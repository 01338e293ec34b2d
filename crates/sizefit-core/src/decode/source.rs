//! Source image decoding with EXIF orientation handling.

use std::io::Cursor;

use exif::{In, Reader, Tag};
use image::{DynamicImage, ImageReader};

use super::{DecodeError, DecodedSource, Orientation};
use crate::format::ImageFormat;
use crate::surface::PixelSurface;

/// Decode image bytes into a display-oriented RGBA surface.
///
/// The container format is sniffed from the magic bytes. EXIF orientation is
/// applied so the surface has the same shape a browser shows for the file.
///
/// # Errors
///
/// Returns `DecodeError::InvalidFormat` if the bytes are not a recognizable image.
/// Returns `DecodeError::UnsupportedFormat` for formats other than JPEG and PNG.
/// Returns `DecodeError::CorruptedFile` if decoding fails part way.
pub fn decode_image(bytes: &[u8]) -> Result<DecodedSource, DecodeError> {
    let reader = ImageReader::new(Cursor::new(bytes))
        .with_guessed_format()
        .map_err(|e| DecodeError::CorruptedFile(e.to_string()))?;

    let detected = reader.format().ok_or(DecodeError::InvalidFormat)?;
    let format = ImageFormat::from_image_format(detected)
        .ok_or_else(|| DecodeError::UnsupportedFormat(format!("{:?}", detected)))?;

    let img = reader
        .decode()
        .map_err(|e| DecodeError::CorruptedFile(e.to_string()))?;

    let oriented = apply_orientation(img, read_orientation(bytes));

    Ok(DecodedSource {
        surface: PixelSurface::from_rgba_image(oriented.into_rgba8()),
        format,
    })
}

/// Read the EXIF orientation from image bytes.
///
/// Returns `Orientation::Normal` if there is no EXIF block or no
/// orientation tag.
pub fn read_orientation(bytes: &[u8]) -> Orientation {
    let mut cursor = Cursor::new(bytes);
    let Ok(exif) = Reader::new().read_from_container(&mut cursor) else {
        return Orientation::Normal;
    };

    exif.get_field(Tag::Orientation, In::PRIMARY)
        .and_then(|field| field.value.get_uint(0))
        .map(Orientation::from)
        .unwrap_or_default()
}

fn apply_orientation(img: DynamicImage, orientation: Orientation) -> DynamicImage {
    match orientation {
        Orientation::Normal => img,
        Orientation::FlipHorizontal => img.fliph(),
        Orientation::Rotate180 => img.rotate180(),
        Orientation::FlipVertical => img.flipv(),
        Orientation::Transpose => img.rotate90().fliph(),
        Orientation::Rotate90CW => img.rotate90(),
        Orientation::Transverse => img.rotate270().fliph(),
        Orientation::Rotate270CW => img.rotate270(),
    }
}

|---|

» EXERCISE BRIEF:
Which lines above contain the word "DecodedSource"? List them.

» YOUR RESPONSE:
use super::{DecodeError, DecodedSource, Orientation};
pub fn decode_image(bytes: &[u8]) -> Result<DecodedSource, DecodeError> {
    Ok(DecodedSource {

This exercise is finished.